Drivers can expect to see a few more deputies on the roads on the lookout for impaired drivers.

Deputies are doing what’s called a saturation patrol all around Sedgwick County.

Their goal is to stop people from potentially harming themselves or others, and to encourage people to find a different way home if they’ve had too much to drink.

“It’s a weekend night so, you know, Friday night, where we generally see more partying, more drinking going on,” said Lt. Lin Dehning with the Sedgwick County Sheriff’s Office.

Through a grant funded by KDOT, a few times each year the Sedgwick County Sheriff’s Office will use four to six off-duty deputies to patrol the county.

They won’t be taking 911 calls and instead will be patrolling areas known to see drunk drivers or DUI-related crashes.

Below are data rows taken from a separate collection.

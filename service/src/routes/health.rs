use axum::Json;
use serde::Serialize;

#[derive(Debug, Serialize)]
pub struct HealthResponse {
    status: String,
    /// Current version of the application
    semver: String,
    /// Commit hash of the current build (if available)
    rev: Option<String>,
}

/// Health check endpoint
///
/// Returns the current status and version information of the service.
pub async fn handler() -> Json<HealthResponse> {
    Json(HealthResponse {
        status: "ok".to_string(),
        semver: env!("CARGO_PKG_VERSION").to_string(),
        rev: option_env!("GIT_REV").map(ToString::to_string),
    })
}
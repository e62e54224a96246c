//! HTTP routes

mod health;
mod uploads;

use axum::{
    routing::{get, post},
    Router,
};

use crate::state::AppState;

/// Creates the router with all handler routes
pub fn handler() -> Router<AppState> {
    Router::new()
        .route("/health", get(health::handler))
        .route("/v1/uploads/presigned-urls", post(uploads::issue_upload_url))
}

“If it encourages someone to maybe call a cab or catch a ride home with somebody else if they’ve been drinking too much, then we’ve been successful in that too in that we’ve stopped somebody from getting behind the wheel when they’re impaired,” Dehning said.

And while DUIs can have potentially deadly consequences, KSN spoke with an attorney to find out what other costs they might bring.

“Besides risking other lives and your life when you drink and drive, you are also risking your own liberty and your own livelihood,” said Dan Monnat, a Wichita attorney.

Monnat says a DUI can be expensive for the offender.

“It would not be far-fetched to consider the total cost being, even for a first offense, somewhere between $5,000 and $10,000,” he said.

They’ll be facing fines, treatment costs, the expenses of potential house arrest or ignition inter-lock devices and of course, attorney fees and increased insurance premiums.

“No matter how you look at it, drinking and driving is dangerous, legally complex, and expensive,” Monnat said.

Friday night’s saturation patrol will last from 10 p.m. through 3 a.m., but officials say even deputies working their regular hours will continue to be on the lookout for impaired drivers.